- **What to do**:
Scan the entries below and extract each line with the word "AliasLoad" in it.

(Dataset records)

==================================================

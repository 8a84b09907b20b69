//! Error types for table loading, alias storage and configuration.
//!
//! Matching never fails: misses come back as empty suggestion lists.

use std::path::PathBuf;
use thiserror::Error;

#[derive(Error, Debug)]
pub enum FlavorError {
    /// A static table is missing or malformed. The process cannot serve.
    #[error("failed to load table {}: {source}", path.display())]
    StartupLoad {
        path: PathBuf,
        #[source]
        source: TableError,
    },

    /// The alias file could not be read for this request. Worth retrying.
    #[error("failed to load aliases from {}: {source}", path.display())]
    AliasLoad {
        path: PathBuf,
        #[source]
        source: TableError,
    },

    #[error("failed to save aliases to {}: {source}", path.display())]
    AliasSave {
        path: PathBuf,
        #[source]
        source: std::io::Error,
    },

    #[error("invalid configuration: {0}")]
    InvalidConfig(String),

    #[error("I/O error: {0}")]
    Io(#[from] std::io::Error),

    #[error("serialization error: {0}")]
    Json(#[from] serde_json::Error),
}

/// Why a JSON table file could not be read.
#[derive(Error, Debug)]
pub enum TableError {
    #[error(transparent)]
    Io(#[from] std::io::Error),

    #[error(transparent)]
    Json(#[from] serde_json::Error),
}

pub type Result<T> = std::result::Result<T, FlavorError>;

==================================================

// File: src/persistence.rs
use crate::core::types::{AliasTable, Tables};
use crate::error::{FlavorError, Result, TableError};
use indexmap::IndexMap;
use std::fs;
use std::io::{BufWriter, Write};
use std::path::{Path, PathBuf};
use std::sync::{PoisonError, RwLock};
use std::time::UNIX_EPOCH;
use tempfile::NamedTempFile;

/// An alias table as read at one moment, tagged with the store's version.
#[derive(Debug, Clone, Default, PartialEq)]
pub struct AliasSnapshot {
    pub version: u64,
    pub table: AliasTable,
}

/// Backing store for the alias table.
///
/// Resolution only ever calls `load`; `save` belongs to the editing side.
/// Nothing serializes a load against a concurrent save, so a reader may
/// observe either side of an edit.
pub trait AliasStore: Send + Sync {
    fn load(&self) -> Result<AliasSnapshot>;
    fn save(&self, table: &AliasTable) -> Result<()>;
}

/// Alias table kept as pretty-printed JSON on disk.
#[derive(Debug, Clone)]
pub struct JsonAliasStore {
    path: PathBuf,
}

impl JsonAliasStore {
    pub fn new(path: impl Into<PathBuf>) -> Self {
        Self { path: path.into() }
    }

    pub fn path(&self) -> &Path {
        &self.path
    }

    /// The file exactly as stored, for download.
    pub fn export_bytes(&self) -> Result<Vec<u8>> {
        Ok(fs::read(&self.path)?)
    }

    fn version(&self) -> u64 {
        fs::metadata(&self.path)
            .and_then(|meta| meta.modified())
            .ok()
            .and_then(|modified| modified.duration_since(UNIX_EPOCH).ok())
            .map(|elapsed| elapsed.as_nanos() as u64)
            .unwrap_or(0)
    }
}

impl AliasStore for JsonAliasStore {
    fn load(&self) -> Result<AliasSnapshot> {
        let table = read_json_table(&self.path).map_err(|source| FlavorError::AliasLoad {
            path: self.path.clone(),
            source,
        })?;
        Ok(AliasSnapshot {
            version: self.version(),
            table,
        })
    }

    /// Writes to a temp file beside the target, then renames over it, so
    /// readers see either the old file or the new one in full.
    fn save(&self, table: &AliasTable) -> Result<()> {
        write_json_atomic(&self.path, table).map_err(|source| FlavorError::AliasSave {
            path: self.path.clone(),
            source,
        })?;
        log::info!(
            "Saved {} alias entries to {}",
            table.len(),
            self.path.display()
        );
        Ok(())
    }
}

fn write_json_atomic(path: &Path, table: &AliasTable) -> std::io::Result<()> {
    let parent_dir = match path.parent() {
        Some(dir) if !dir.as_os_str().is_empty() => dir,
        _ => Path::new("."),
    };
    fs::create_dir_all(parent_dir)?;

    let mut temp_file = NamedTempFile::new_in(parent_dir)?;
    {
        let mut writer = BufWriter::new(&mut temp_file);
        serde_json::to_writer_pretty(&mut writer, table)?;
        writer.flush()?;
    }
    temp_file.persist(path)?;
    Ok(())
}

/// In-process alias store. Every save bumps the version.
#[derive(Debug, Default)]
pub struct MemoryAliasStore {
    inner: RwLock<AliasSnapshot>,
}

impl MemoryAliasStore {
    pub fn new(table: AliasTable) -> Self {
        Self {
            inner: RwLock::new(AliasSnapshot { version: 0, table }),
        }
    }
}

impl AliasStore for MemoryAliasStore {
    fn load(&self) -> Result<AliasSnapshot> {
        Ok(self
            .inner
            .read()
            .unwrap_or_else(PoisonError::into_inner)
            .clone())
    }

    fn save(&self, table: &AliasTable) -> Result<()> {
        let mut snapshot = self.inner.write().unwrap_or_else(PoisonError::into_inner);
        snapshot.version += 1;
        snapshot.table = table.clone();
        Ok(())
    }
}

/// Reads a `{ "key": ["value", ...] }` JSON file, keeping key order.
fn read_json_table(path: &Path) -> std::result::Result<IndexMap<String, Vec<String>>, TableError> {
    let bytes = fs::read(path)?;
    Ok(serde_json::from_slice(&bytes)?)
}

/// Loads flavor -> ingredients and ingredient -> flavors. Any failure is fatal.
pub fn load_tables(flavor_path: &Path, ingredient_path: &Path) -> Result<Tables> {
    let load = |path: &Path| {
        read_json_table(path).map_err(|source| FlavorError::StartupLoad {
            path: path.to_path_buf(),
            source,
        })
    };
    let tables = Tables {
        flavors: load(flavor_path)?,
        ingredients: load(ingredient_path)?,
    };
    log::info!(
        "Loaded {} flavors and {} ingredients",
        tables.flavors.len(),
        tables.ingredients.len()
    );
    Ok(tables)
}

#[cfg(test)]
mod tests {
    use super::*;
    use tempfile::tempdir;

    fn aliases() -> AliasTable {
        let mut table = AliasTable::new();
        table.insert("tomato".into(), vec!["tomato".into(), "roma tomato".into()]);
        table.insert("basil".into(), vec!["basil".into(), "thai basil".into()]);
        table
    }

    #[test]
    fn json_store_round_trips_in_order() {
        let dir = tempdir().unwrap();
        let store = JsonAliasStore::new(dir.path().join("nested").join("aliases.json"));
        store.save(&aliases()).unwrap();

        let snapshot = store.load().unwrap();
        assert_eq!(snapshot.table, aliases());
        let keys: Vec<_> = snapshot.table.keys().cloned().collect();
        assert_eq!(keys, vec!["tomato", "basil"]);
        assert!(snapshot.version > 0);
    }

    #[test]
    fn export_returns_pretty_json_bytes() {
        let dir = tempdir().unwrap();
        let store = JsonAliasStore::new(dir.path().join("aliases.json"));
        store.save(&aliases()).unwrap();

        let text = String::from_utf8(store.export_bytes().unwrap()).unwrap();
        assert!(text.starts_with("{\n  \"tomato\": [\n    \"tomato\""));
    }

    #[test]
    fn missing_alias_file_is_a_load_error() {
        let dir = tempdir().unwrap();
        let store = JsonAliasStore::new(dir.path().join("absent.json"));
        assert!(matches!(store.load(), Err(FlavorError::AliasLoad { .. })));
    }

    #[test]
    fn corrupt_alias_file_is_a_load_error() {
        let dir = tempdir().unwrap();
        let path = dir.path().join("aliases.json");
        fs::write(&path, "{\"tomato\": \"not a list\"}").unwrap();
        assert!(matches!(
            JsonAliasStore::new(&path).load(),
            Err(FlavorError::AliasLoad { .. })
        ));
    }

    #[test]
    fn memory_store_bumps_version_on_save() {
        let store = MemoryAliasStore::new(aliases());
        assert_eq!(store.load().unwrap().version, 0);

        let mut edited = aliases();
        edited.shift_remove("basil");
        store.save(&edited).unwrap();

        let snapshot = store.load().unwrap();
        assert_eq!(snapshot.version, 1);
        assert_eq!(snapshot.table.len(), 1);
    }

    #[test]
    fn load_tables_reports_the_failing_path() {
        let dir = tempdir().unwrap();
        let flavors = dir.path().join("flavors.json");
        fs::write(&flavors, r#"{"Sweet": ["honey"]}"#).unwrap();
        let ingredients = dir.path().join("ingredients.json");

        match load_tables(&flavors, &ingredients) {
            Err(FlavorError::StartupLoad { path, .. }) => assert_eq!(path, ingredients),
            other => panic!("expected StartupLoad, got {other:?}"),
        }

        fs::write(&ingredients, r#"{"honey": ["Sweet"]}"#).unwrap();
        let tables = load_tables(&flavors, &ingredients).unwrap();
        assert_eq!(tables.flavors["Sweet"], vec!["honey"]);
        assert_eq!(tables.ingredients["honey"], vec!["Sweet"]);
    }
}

==================================================

- **Result**:
    AliasLoad {
        let table = read_json_table(&self.path).map_err(|source| FlavorError::AliasLoad {
        assert!(matches!(store.load(), Err(FlavorError::AliasLoad { .. })));
            Err(FlavorError::AliasLoad { .. })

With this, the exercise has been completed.